*AIM OF THE EXERCISE*: Find the word "their" in the data, then copy each line where it is found.

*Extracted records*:
*** Block opens ***

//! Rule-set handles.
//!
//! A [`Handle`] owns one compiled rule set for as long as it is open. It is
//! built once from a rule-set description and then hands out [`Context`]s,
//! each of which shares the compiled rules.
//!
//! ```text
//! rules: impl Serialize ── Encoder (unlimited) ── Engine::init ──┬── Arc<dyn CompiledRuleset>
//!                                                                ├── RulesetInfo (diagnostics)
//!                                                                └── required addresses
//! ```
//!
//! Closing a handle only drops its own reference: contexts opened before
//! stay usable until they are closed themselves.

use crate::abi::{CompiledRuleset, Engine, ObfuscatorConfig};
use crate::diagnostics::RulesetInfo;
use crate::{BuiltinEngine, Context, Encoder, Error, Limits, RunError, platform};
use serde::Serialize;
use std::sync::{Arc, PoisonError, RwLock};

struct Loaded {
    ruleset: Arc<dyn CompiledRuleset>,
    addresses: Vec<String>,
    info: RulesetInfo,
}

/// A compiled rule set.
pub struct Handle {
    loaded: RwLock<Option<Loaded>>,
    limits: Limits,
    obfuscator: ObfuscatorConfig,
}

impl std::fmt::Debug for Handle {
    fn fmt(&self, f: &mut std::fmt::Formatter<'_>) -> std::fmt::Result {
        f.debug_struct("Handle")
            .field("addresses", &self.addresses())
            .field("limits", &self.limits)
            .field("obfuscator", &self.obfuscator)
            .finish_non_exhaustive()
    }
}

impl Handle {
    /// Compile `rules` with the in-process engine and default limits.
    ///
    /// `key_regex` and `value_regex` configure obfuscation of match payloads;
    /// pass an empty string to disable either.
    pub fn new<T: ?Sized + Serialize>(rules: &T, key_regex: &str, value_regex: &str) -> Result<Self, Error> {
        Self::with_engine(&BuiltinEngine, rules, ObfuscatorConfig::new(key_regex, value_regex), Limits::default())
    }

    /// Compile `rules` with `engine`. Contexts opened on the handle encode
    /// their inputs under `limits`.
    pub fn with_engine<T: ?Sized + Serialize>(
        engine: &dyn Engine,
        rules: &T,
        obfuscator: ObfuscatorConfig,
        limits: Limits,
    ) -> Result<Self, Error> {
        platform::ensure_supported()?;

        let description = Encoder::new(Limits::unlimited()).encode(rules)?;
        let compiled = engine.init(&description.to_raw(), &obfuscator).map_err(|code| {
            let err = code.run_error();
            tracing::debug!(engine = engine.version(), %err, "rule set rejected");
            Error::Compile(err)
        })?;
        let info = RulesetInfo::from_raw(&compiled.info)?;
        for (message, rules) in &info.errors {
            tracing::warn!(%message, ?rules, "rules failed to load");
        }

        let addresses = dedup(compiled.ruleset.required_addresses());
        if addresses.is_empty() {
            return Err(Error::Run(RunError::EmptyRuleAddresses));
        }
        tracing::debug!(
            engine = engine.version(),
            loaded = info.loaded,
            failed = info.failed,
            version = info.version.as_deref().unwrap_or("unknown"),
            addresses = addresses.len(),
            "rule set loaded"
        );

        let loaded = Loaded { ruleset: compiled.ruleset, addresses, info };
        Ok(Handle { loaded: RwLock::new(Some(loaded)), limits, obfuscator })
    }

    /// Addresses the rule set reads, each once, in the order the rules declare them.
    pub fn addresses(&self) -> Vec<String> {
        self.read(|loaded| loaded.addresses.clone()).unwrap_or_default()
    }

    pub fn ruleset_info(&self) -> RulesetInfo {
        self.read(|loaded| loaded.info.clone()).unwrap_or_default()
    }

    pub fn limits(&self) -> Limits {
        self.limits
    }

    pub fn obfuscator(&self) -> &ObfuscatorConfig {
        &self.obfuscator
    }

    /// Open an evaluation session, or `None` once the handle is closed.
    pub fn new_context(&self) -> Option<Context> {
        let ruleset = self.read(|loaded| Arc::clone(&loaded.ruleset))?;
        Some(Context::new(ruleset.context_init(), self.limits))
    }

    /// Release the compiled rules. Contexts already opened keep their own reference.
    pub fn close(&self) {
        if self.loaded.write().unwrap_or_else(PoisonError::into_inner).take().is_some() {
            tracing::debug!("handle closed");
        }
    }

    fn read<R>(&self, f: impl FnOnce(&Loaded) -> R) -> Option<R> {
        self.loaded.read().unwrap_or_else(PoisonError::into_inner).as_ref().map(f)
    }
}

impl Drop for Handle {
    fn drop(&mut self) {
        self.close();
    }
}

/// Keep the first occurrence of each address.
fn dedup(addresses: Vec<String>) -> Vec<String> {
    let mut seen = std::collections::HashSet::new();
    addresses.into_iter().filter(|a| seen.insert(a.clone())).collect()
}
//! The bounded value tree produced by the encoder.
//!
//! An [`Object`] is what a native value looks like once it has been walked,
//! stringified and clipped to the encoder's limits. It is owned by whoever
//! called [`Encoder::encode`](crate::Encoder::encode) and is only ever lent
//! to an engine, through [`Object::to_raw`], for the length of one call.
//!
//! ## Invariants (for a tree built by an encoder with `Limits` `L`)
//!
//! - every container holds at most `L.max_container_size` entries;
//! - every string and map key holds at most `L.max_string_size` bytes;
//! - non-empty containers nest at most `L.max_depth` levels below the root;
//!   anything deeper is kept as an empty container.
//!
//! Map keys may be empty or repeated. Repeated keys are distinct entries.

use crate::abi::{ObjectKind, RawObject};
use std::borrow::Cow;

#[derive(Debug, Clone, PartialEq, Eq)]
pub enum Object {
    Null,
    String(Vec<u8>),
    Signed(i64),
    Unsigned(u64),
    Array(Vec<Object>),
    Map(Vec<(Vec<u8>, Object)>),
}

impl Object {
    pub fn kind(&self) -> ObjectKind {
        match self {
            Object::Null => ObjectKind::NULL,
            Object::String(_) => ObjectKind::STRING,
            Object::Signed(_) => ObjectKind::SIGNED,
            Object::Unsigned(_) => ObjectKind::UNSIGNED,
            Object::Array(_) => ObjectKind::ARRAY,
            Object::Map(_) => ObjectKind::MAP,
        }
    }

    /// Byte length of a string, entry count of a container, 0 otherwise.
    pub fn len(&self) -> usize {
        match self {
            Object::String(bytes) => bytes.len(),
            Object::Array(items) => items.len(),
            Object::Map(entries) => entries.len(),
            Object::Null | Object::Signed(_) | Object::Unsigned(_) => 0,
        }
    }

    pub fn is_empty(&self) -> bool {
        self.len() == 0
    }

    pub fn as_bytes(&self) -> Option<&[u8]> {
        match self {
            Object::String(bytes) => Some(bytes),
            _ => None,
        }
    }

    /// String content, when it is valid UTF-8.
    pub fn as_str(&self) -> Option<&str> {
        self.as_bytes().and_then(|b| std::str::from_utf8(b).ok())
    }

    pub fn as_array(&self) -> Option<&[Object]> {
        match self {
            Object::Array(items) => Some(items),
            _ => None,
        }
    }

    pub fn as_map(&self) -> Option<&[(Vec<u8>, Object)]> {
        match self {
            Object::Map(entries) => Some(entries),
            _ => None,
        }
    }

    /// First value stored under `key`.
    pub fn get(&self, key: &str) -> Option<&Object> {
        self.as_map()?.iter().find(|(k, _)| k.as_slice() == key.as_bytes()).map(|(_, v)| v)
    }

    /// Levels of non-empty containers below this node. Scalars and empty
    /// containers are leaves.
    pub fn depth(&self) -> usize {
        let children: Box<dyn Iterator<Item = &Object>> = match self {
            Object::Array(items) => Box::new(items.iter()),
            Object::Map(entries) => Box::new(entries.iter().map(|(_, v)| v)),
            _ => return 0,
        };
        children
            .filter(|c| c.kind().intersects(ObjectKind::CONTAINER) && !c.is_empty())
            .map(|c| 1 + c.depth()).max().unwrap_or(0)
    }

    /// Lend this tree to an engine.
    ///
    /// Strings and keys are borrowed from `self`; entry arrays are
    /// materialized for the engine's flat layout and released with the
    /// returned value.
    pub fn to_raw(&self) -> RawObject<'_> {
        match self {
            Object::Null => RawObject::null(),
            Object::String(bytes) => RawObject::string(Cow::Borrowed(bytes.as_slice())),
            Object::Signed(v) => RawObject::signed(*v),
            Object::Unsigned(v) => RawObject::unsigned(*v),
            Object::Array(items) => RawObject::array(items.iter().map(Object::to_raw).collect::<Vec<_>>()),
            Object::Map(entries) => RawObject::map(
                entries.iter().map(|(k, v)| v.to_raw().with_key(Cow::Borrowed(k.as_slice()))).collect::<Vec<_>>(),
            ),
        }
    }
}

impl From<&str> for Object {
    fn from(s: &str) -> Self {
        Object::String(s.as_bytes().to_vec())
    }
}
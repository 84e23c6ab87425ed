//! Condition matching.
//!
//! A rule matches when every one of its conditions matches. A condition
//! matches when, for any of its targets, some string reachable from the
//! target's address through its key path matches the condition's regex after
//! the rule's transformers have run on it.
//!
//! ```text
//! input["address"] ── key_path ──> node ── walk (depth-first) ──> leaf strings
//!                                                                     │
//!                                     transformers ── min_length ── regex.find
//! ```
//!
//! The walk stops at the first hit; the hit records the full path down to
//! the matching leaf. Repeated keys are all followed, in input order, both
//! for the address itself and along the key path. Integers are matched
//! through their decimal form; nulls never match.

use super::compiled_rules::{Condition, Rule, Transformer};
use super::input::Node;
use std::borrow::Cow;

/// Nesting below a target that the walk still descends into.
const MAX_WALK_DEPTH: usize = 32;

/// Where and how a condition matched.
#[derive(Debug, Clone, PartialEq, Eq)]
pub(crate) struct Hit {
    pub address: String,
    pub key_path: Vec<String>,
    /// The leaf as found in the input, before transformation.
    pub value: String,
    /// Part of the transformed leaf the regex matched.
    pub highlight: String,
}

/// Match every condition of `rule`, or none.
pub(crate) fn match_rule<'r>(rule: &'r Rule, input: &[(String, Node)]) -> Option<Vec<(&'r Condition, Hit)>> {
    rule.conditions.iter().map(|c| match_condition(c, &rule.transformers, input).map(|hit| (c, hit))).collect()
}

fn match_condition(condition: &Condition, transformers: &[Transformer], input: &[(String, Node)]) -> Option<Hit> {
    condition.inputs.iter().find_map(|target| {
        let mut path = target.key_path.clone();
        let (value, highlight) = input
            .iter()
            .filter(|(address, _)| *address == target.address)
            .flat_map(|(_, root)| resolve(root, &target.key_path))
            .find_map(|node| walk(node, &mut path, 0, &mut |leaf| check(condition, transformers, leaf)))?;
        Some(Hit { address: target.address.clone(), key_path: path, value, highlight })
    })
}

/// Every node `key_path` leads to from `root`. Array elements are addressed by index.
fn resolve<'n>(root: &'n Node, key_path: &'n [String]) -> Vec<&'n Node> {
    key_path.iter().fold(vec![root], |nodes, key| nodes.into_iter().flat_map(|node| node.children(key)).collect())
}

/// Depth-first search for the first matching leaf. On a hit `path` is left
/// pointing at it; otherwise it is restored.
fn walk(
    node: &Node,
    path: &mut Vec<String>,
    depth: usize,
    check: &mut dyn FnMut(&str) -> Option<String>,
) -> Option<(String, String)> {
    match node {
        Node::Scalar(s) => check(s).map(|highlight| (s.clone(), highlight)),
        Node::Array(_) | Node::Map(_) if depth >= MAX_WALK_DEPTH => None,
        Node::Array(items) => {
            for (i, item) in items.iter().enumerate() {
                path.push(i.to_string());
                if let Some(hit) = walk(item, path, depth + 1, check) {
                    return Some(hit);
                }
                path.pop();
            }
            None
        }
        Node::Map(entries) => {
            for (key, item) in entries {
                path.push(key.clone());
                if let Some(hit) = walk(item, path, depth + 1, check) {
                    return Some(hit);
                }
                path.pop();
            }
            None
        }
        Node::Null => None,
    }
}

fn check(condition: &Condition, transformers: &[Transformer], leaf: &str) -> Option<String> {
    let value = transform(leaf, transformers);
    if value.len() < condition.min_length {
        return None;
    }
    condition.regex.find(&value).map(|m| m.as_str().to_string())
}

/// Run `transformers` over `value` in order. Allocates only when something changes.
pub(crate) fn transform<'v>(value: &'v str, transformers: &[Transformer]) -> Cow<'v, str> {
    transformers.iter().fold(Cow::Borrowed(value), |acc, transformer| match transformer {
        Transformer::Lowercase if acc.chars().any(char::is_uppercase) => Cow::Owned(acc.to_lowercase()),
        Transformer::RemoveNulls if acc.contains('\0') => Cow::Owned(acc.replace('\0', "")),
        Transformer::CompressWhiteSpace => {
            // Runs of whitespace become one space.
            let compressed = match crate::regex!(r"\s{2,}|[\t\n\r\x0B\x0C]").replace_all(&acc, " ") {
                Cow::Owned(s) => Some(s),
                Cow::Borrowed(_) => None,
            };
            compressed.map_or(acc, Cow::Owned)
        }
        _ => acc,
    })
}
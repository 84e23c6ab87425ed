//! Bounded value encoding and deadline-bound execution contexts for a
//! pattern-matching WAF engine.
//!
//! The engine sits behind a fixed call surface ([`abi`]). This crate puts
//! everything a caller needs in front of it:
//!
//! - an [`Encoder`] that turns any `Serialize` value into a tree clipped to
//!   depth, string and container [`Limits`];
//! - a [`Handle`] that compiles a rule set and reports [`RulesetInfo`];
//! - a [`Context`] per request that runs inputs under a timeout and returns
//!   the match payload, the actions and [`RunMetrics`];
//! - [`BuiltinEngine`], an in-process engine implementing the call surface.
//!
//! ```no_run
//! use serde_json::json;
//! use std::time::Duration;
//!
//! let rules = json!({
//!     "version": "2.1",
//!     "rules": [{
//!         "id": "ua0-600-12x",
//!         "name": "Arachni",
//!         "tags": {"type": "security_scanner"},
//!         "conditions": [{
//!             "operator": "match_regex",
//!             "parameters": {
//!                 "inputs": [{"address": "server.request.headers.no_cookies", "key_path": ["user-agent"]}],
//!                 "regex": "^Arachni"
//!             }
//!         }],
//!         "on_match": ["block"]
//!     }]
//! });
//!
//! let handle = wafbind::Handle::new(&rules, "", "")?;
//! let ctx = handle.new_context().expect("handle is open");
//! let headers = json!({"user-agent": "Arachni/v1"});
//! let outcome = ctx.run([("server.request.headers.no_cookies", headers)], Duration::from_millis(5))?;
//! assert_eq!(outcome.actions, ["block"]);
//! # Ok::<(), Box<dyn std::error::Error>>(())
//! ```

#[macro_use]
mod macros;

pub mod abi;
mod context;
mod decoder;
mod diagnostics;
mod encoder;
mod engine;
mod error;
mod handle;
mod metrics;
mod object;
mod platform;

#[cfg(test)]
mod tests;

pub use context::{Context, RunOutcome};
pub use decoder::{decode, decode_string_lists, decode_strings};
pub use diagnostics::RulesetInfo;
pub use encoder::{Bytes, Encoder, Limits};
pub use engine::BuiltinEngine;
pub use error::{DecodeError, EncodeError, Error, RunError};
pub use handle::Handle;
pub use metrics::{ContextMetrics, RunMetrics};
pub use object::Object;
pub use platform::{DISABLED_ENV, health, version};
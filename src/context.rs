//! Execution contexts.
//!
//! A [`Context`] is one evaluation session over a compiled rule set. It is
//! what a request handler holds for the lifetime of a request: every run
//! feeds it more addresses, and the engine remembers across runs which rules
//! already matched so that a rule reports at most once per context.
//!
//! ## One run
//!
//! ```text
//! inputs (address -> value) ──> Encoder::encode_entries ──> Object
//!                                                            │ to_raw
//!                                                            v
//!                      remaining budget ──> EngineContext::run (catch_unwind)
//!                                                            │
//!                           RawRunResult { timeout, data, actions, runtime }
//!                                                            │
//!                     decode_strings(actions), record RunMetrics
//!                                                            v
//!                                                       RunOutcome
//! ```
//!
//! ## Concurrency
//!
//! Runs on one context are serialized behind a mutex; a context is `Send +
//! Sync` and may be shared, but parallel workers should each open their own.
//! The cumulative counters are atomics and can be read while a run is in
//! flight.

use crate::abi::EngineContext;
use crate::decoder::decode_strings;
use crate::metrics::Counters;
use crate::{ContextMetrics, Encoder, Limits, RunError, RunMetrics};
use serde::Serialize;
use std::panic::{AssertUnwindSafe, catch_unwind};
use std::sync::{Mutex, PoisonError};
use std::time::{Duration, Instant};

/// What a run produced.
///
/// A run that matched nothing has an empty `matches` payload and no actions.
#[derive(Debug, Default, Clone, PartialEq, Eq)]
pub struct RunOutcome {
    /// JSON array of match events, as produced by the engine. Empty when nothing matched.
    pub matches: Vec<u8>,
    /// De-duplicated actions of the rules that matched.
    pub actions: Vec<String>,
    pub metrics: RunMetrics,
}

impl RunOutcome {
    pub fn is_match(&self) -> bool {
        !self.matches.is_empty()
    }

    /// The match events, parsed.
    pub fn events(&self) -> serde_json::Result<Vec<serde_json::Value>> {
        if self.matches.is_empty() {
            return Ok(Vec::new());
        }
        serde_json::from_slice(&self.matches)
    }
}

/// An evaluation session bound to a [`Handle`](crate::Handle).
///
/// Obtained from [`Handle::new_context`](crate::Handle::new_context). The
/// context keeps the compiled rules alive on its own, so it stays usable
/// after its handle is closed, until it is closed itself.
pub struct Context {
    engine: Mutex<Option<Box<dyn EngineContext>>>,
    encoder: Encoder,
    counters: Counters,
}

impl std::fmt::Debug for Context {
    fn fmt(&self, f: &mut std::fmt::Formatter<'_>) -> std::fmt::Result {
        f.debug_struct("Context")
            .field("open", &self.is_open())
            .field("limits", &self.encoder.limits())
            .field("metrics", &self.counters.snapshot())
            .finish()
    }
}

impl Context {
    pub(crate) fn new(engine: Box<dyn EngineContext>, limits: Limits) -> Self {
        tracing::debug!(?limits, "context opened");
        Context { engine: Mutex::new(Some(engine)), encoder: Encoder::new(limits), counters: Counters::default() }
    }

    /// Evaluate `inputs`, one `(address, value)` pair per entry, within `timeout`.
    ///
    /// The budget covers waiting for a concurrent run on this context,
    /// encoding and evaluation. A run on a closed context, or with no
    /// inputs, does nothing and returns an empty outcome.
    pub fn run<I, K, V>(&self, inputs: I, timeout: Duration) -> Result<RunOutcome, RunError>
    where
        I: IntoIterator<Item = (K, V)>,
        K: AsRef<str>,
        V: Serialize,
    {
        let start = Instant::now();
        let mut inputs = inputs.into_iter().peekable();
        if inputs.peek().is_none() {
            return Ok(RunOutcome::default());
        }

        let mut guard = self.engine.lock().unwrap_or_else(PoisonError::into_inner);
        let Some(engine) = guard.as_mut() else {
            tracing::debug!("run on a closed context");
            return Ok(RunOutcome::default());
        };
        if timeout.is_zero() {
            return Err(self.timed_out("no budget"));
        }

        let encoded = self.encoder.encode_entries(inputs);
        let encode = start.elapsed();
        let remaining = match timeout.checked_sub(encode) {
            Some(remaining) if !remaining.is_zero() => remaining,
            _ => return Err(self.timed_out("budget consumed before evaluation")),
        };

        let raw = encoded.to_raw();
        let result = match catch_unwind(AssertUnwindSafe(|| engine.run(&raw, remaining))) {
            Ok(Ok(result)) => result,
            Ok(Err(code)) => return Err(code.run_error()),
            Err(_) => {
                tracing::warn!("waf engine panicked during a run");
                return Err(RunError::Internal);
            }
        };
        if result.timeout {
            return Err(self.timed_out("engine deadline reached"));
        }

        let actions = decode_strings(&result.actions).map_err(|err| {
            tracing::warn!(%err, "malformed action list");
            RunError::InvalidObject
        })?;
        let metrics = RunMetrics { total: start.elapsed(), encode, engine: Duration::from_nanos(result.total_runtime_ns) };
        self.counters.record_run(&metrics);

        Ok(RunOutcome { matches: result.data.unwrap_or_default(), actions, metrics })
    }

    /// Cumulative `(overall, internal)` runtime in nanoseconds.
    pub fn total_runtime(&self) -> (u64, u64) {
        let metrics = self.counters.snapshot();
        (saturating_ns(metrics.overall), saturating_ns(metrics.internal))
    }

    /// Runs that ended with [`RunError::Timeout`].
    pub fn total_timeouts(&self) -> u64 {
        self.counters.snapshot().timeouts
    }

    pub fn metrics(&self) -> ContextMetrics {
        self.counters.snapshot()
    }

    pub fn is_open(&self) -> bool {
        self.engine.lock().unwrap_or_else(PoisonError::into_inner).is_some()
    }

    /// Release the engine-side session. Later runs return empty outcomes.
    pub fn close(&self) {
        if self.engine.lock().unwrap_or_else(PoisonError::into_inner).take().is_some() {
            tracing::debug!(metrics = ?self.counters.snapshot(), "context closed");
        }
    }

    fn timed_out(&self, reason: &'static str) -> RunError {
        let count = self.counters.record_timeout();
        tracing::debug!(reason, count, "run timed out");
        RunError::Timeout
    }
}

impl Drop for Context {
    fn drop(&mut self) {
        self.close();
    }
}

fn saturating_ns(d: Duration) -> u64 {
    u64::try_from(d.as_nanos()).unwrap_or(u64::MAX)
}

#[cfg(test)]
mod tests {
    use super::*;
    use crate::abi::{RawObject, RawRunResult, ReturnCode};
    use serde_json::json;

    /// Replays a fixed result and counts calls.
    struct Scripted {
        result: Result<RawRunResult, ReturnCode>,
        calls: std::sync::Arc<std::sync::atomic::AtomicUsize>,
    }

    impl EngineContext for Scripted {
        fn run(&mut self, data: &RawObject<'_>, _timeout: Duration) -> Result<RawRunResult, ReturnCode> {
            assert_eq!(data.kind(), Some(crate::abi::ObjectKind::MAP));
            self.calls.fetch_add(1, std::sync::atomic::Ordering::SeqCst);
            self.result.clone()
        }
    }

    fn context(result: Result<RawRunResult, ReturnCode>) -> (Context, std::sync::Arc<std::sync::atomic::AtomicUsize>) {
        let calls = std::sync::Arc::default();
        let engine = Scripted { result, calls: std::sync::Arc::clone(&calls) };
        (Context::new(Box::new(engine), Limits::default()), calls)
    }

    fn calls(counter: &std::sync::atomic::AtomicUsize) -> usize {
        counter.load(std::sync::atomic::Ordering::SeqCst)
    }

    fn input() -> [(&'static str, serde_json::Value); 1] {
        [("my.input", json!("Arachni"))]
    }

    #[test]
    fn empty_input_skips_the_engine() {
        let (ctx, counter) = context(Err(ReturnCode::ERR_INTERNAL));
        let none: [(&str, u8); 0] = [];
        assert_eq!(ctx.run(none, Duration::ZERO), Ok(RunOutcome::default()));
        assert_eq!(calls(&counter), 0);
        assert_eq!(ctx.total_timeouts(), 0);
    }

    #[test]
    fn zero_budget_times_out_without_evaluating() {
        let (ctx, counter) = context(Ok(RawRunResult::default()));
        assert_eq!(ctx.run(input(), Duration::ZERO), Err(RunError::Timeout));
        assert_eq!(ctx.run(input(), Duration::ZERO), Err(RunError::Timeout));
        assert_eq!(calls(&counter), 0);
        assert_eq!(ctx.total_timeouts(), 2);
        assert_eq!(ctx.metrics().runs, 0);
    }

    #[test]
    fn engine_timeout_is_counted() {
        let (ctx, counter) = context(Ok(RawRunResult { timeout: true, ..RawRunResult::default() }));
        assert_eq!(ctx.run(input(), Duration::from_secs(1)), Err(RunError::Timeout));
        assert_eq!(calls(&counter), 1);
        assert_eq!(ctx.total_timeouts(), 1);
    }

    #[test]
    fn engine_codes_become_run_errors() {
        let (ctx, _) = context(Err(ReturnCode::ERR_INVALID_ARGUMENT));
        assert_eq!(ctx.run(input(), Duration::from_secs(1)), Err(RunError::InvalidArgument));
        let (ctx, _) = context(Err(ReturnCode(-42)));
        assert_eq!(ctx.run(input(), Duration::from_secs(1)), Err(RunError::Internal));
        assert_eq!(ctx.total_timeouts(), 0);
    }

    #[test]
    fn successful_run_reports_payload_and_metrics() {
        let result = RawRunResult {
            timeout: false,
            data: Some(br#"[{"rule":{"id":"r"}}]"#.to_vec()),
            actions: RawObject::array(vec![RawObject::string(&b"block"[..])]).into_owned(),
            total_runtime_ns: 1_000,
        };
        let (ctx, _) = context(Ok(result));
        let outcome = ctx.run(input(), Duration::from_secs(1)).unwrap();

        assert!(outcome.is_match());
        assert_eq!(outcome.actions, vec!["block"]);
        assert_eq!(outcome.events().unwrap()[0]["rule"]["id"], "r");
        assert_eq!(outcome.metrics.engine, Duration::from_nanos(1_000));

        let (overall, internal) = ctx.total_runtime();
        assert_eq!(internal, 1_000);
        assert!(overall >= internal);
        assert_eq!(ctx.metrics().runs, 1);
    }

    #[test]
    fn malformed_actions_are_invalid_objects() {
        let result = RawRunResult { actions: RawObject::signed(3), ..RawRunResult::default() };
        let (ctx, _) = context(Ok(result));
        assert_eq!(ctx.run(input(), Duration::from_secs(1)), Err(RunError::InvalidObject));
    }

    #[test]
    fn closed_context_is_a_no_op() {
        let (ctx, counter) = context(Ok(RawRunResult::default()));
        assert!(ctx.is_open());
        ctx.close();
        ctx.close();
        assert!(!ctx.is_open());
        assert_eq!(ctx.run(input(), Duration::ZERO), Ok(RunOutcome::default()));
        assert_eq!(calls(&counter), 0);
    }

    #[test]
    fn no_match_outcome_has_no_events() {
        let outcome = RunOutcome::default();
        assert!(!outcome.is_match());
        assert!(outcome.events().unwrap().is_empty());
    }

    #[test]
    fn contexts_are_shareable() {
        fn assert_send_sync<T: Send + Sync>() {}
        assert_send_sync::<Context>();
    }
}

*** Block closes ***

*TASK ANSWER*:
    /// their inputs under `limits`.
    /// Release the compiled rules. Contexts already opened keep their own reference.
//! through their decimal form; nulls never match.
//! Sync` and may be shared, but parallel workers should each open their own.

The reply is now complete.